Task –
Word for word, give every line of the listing again.
[Start of Attachment]
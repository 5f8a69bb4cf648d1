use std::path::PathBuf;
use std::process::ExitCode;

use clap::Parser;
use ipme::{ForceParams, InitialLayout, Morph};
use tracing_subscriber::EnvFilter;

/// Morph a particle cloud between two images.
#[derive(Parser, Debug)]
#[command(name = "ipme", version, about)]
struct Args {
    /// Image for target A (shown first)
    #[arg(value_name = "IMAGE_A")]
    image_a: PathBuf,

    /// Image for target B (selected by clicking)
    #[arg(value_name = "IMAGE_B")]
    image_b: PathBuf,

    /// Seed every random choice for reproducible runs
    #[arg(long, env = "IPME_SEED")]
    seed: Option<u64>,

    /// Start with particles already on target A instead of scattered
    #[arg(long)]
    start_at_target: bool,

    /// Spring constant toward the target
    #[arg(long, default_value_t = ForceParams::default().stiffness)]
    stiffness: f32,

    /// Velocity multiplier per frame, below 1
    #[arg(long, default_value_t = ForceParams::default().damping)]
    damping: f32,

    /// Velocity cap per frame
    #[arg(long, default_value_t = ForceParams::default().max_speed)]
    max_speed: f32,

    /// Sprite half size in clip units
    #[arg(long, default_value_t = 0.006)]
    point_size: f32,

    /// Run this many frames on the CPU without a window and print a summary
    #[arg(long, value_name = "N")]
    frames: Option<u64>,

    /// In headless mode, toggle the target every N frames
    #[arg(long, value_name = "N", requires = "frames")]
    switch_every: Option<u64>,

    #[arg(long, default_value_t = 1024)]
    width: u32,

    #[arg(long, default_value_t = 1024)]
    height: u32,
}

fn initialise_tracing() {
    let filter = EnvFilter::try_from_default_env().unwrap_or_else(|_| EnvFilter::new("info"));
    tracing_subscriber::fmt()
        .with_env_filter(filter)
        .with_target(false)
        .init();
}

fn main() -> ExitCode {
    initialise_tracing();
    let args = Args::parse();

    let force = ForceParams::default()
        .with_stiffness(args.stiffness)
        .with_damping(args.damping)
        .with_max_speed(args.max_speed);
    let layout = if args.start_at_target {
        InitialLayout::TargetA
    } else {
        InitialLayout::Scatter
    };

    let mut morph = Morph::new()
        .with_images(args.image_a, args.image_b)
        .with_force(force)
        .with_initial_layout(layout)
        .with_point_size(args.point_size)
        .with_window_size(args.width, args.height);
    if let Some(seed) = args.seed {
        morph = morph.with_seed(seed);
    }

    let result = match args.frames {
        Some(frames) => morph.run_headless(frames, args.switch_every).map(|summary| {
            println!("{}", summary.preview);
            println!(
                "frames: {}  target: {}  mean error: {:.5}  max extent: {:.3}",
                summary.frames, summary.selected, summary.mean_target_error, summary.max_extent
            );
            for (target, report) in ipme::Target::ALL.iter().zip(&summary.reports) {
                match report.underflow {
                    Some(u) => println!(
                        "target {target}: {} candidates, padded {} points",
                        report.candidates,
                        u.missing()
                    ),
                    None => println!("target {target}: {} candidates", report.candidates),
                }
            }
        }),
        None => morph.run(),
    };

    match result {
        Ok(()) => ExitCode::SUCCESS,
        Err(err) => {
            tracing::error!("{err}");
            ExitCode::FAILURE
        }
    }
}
[End of Attachment]
Answer space –
repository 5f8a69bb4cf648d1
use std::path::PathBuf;
use std::process::ExitCode;

use clap::Parser;
use ipme::{ForceParams, InitialLayout, Morph};
use tracing_subscriber::EnvFilter;

/// Morph a particle cloud between two images.
#[derive(Parser, Debug)]
#[command(name = "ipme", version, about)]
struct Args {
    /// Image for target A (shown first)
    #[arg(value_name = "IMAGE_A")]
    image_a: PathBuf,

    /// Image for target B (selected by clicking)
    #[arg(value_name = "IMAGE_B")]
    image_b: PathBuf,

    /// Seed every random choice for reproducible runs
    #[arg(long, env = "IPME_SEED")]
    seed: Option<u64>,

    /// Start with particles already on target A instead of scattered
    #[arg(long)]
    start_at_target: bool,

    /// Spring constant toward the target
    #[arg(long, default_value_t = ForceParams::default().stiffness)]
    stiffness: f32,

    /// Velocity multiplier per frame, below 1
    #[arg(long, default_value_t = ForceParams::default().damping)]
    damping: f32,

    /// Velocity cap per frame
    #[arg(long, default_value_t = ForceParams::default().max_speed)]
    max_speed: f32,

    /// Sprite half size in clip units
    #[arg(long, default_value_t = 0.006)]
    point_size: f32,

    /// Run this many frames on the CPU without a window and print a summary
    #[arg(long, value_name = "N")]
    frames: Option<u64>,

    /// In headless mode, toggle the target every N frames
    #[arg(long, value_name = "N", requires = "frames")]
    switch_every: Option<u64>,

    #[arg(long, default_value_t = 1024)]
    width: u32,

    #[arg(long, default_value_t = 1024)]
    height: u32,
}

fn initialise_tracing() {
    let filter = EnvFilter::try_from_default_env().unwrap_or_else(|_| EnvFilter::new("info"));
    tracing_subscriber::fmt()
        .with_env_filter(filter)
        .with_target(false)
        .init();
}

fn main() -> ExitCode {
    initialise_tracing();
    let args = Args::parse();

    let force = ForceParams::default()
        .with_stiffness(args.stiffness)
        .with_damping(args.damping)
        .with_max_speed(args.max_speed);
    let layout = if args.start_at_target {
        InitialLayout::TargetA
    } else {
        InitialLayout::Scatter
    };

    let mut morph = Morph::new()
        .with_images(args.image_a, args.image_b)
        .with_force(force)
        .with_initial_layout(layout)
        .with_point_size(args.point_size)
        .with_window_size(args.width, args.height);
    if let Some(seed) = args.seed {
        morph = morph.with_seed(seed);
    }

    let result = match args.frames {
        Some(frames) => morph.run_headless(frames, args.switch_every).map(|summary| {
            println!("{}", summary.preview);
            println!(
                "frames: {}  target: {}  mean error: {:.5}  max extent: {:.3}",
                summary.frames, summary.selected, summary.mean_target_error, summary.max_extent
            );
            for (target, report) in ipme::Target::ALL.iter().zip(&summary.reports) {
                match report.underflow {
                    Some(u) => println!(
                        "target {target}: {} candidates, padded {} points",
                        report.candidates,
                        u.missing()
                    ),
                    None => println!("target {target}: {} candidates", report.candidates),
                }
            }
        }),
        None => morph.run(),
    };

    match result {
        Ok(()) => ExitCode::SUCCESS,
        Err(err) => {
            tracing::error!("{err}");
            ExitCode::FAILURE
        }
    }
}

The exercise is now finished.